Comment: this is an adequate type of random sequence generation.
Allocation concealment (selection bias) Low risk Comment: the article states that research assistants created packages of medication but randomisation seems to be done by doctors, there probably was allocation concealment for the doctor randomising the patient.
Incomplete outcome data (attrition bias) 
 All outcomes Low risk Comment: the flowchart shows that discontinuation was < 5%. All patients that were initially randomised were included in the analysis. Since there was no loss to follow‐up and discontinuation was very low, it is likely data outcome data were complete.
Selective reporting (reporting bias) Unclear risk Comment: the results section presents secondary outcome measures that were not mentioned in the methods section. Unclear whether these were all the outcomes measured, or if other variables were measured but not presented.
Other bias Low risk No other source of bias could be detected
Blinding of participants and personnel (performance bias) 

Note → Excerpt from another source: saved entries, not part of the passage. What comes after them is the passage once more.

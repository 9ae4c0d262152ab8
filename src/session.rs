use std::{
    path::{Path, PathBuf},
    sync::Arc,
};

use chrono::NaiveDate;
use thiserror::Error;
use tracing::info;

use crate::{
    dataset::{self, Config, Dataset, DatasetReader, MonthTable},
    query::{self, LongestShape},
    repository::{DisruptionIndex, RouteIndex, ShapeIndex},
    shared::{Coordinate, Distance},
    snapshot,
    view::MapView,
};

#[derive(Error, Debug)]
pub enum Error {
    #[error(transparent)]
    Dataset(#[from] dataset::Error),
    #[error(transparent)]
    Snapshot(#[from] snapshot::Error),
    #[error("{0} data hasn't been loaded yet")]
    NotLoaded(Dataset),
}

/// Everything a front end can ask of a session. `None` paths fall back to
/// the configured default locations.
#[derive(Debug, Clone, PartialEq, Eq)]
pub enum Command {
    LoadRoutes(Option<PathBuf>),
    LoadShapes(Option<PathBuf>),
    LoadDisruptions(Option<PathBuf>),
    ListShapesForRoute(String),
    ListCoordinatesForShape(String),
    LongestShapeForRoute(String),
    SaveSnapshot(Option<PathBuf>),
    RestoreSnapshot(Option<PathBuf>),
    InteractiveView,
    Quit,
}

impl Command {
    /// Question the text menu asks before building the command for `key`,
    /// if that command takes an argument.
    pub fn prompt(key: &str) -> Option<&'static str> {
        match key {
            "1" | "2" | "3" | "7" | "8" => Some("Enter a filename: "),
            "4" | "6" => Some("Enter route ID: "),
            "5" => Some("Enter shape ID: "),
            _ => None,
        }
    }

    /// Datasets the command behind `key` needs before it can run, so a front
    /// end can refuse it without asking for an argument first.
    pub fn requirements(key: &str) -> &'static [Dataset] {
        match key.trim() {
            "4" => &[Dataset::Routes],
            "5" => &[Dataset::Shapes],
            "6" => &[Dataset::Routes, Dataset::Shapes],
            "7" | "9" => &Dataset::ALL,
            _ => &[],
        }
    }

    /// Builds the command for a menu key. Unknown keys yield `None`.
    pub fn from_menu(key: &str, argument: &str) -> Option<Self> {
        let argument = argument.trim();
        let path = || (!argument.is_empty()).then(|| PathBuf::from(argument));
        let command = match key.trim() {
            "1" => Command::LoadRoutes(path()),
            "2" => Command::LoadShapes(path()),
            "3" => Command::LoadDisruptions(path()),
            "4" => Command::ListShapesForRoute(argument.to_string()),
            "5" => Command::ListCoordinatesForShape(argument.to_string()),
            "6" => Command::LongestShapeForRoute(argument.to_string()),
            "7" => Command::SaveSnapshot(path()),
            "8" => Command::RestoreSnapshot(path()),
            "9" => Command::InteractiveView,
            "0" => Command::Quit,
            _ => return None,
        };
        Some(command)
    }
}

#[derive(Debug, Clone, PartialEq)]
pub enum Reply {
    Loaded {
        dataset: Dataset,
        source: String,
        records: usize,
    },
    ShapeIds {
        route_id: String,
        stop_names: Vec<Arc<str>>,
        shape_ids: Vec<Arc<str>>,
    },
    Coordinates {
        shape_id: String,
        coordinates: Vec<Coordinate>,
        length: Distance,
    },
    LongestShape {
        route_id: String,
        shape: LongestShape,
    },
    Saved(PathBuf),
    Restored(PathBuf),
    /// All data needed by the map view is present; see [`Session::map_view`].
    ViewReady,
    /// The queried id does not exist in a loaded index.
    NotFound,
    Quit,
}

/// Loaded indices for one user session. Each index is either absent or fully
/// built; a failed load never replaces what was there before.
#[derive(Debug, Default)]
pub struct Session {
    reader: DatasetReader,
    months: MonthTable,
    routes: Option<RouteIndex>,
    shapes: Option<ShapeIndex>,
    disruptions: Option<DisruptionIndex>,
}

impl Session {
    pub fn new(config: Config) -> Self {
        Self {
            reader: DatasetReader::new(config),
            ..Default::default()
        }
    }

    pub fn with_reader(mut self, reader: DatasetReader) -> Self {
        self.reader = reader;
        self
    }

    pub fn with_months(mut self, months: MonthTable) -> Self {
        self.months = months;
        self
    }

    pub fn config(&self) -> &Config {
        self.reader.config()
    }

    pub fn routes(&self) -> Result<&RouteIndex, Error> {
        self.routes.as_ref().ok_or(Error::NotLoaded(Dataset::Routes))
    }

    pub fn shapes(&self) -> Result<&ShapeIndex, Error> {
        self.shapes.as_ref().ok_or(Error::NotLoaded(Dataset::Shapes))
    }

    pub fn disruptions(&self) -> Result<&DisruptionIndex, Error> {
        self.disruptions
            .as_ref()
            .ok_or(Error::NotLoaded(Dataset::Disruptions))
    }

    /// Fails with the first of `datasets` that isn't loaded.
    pub fn require(&self, datasets: &[Dataset]) -> Result<(), Error> {
        match datasets.iter().find(|dataset| !self.is_loaded(**dataset)) {
            Some(dataset) => Err(Error::NotLoaded(*dataset)),
            None => Ok(()),
        }
    }

    pub fn is_loaded(&self, dataset: Dataset) -> bool {
        match dataset {
            Dataset::Routes => self.routes.is_some(),
            Dataset::Shapes => self.shapes.is_some(),
            Dataset::Disruptions => self.disruptions.is_some(),
        }
    }

    /// Map view over the loaded data, showing disruptions active on `today`.
    pub fn map_view(&self, today: NaiveDate) -> Result<MapView<'_>, Error> {
        Ok(MapView::new(
            self.routes()?,
            self.shapes()?,
            self.disruptions()?,
            today,
        ))
    }

    pub fn execute(&mut self, command: Command) -> Result<Reply, Error> {
        match command {
            Command::LoadRoutes(path) => {
                let (source, text) = self.read(Dataset::Routes, path.as_deref())?;
                let index = RouteIndex::parse(&text)?;
                let records = index.len();
                self.routes = Some(index);
                Ok(loaded(Dataset::Routes, source, records))
            }
            Command::LoadShapes(path) => {
                let (source, text) = self.read(Dataset::Shapes, path.as_deref())?;
                let index = ShapeIndex::parse(&text)?;
                let records = index.len();
                self.shapes = Some(index);
                Ok(loaded(Dataset::Shapes, source, records))
            }
            Command::LoadDisruptions(path) => {
                let (source, text) = self.read(Dataset::Disruptions, path.as_deref())?;
                let index = DisruptionIndex::parse(&text, &self.months)?;
                let records = index.len();
                self.disruptions = Some(index);
                Ok(loaded(Dataset::Disruptions, source, records))
            }
            Command::ListShapesForRoute(route_id) => {
                let routes = self.routes()?;
                let route_id = route_id.trim();
                let Some(route) = routes.route_by_id(route_id) else {
                    return Ok(Reply::NotFound);
                };
                Ok(Reply::ShapeIds {
                    route_id: route_id.to_string(),
                    stop_names: route.stop_names.to_vec(),
                    shape_ids: route.shape_ids.to_vec(),
                })
            }
            Command::ListCoordinatesForShape(shape_id) => {
                let shapes = self.shapes()?;
                let shape_id = shape_id.trim();
                let Some(shape) = shapes.shape_by_id(shape_id) else {
                    return Ok(Reply::NotFound);
                };
                Ok(Reply::Coordinates {
                    shape_id: shape_id.to_string(),
                    coordinates: shape.coordinates.to_vec(),
                    length: shape.length(),
                })
            }
            Command::LongestShapeForRoute(route_id) => {
                let routes = self.routes()?;
                let shapes = self.shapes()?;
                let route_id = route_id.trim();
                match query::longest_shape(route_id, routes, shapes) {
                    Some(shape) => Ok(Reply::LongestShape {
                        route_id: route_id.to_string(),
                        shape,
                    }),
                    None => Ok(Reply::NotFound),
                }
            }
            Command::SaveSnapshot(path) => {
                let path = Config::resolve(path.as_deref(), self.config().snapshot_path());
                snapshot::save(&path, self.routes()?, self.shapes()?, self.disruptions()?)?;
                info!("Data structures successfully written to {}", path.display());
                Ok(Reply::Saved(path))
            }
            Command::RestoreSnapshot(path) => {
                let path = Config::resolve(path.as_deref(), self.config().snapshot_path());
                let restored = snapshot::restore(&path)?;
                self.routes = Some(restored.routes);
                self.shapes = Some(restored.shapes);
                self.disruptions = Some(restored.disruptions);
                info!("Data structures successfully loaded from {}", path.display());
                Ok(Reply::Restored(path))
            }
            Command::InteractiveView => {
                self.require(&Dataset::ALL)?;
                Ok(Reply::ViewReady)
            }
            Command::Quit => Ok(Reply::Quit),
        }
    }

    fn read(&self, dataset: Dataset, path: Option<&Path>) -> Result<(String, String), Error> {
        let read = match path {
            Some(path) if !path.as_os_str().is_empty() => {
                dataset::read_file(path).map(|text| (path.display().to_string(), text))
            }
            _ => self
                .reader
                .read(dataset)
                .map(|text| (self.reader.describe(dataset), text)),
        };
        Ok(read?)
    }
}

fn loaded(dataset: Dataset, source: String, records: usize) -> Reply {
    info!("Data from {source} loaded ({records} {dataset} entries)");
    Reply::Loaded {
        dataset,
        source,
        records,
    }
}

#[test]
fn menu_keys_map_to_commands() {
    assert_eq!(
        Command::from_menu("1", ""),
        Some(Command::LoadRoutes(None))
    );
    assert_eq!(
        Command::from_menu("2", " shapes.txt "),
        Some(Command::LoadShapes(Some(PathBuf::from("shapes.txt"))))
    );
    assert_eq!(
        Command::from_menu("4", " 8 "),
        Some(Command::ListShapesForRoute("8".into()))
    );
    assert_eq!(Command::from_menu("9", ""), Some(Command::InteractiveView));
    assert_eq!(Command::from_menu("0", ""), Some(Command::Quit));
    assert_eq!(Command::from_menu("42", ""), None);
}

#[test]
fn requirements_follow_menu_keys() {
    assert!(Command::requirements("1").is_empty());
    assert_eq!(Command::requirements(" 6 "), &[Dataset::Routes, Dataset::Shapes]);
    assert_eq!(Command::requirements("9").len(), 3);
    let session = Session::default();
    assert!(matches!(
        session.require(Command::requirements("5")),
        Err(Error::NotLoaded(Dataset::Shapes))
    ));
    assert!(session.require(Command::requirements("0")).is_ok());
}

#[test]
fn queries_require_loaded_data() {
    let mut session = Session::default();
    assert!(matches!(
        session.execute(Command::ListShapesForRoute("8".into())),
        Err(Error::NotLoaded(Dataset::Routes))
    ));
    assert!(matches!(
        session.execute(Command::ListCoordinatesForShape("8-1".into())),
        Err(Error::NotLoaded(Dataset::Shapes))
    ));
    assert!(matches!(
        session.execute(Command::InteractiveView),
        Err(Error::NotLoaded(Dataset::Routes))
    ));
    assert_eq!(session.execute(Command::Quit).unwrap(), Reply::Quit);
}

 All outcomes Low risk Quote: "A research assistant prepared numbered and sealed randomization packets before beginning enrolment. Each packet contained eight individually labelled dose envelopes. Each woman was administered a randomization envelope containing two tablets' (100 mcg misoprostol tablet + placebo resembling this tablet or 2 tablets of 100 mcg misoprostol)".
Comment: probably the packets were handed out to the patients by other personnel than the research assistant preparing them; so there was probably blinding of both patients and personnel.
Blinding of outcome assessment (detection bias) 
 All outcomes Low risk Comment: the care taking physician was blinded for the intervention, and therefore also blinded during assessment of the outcome.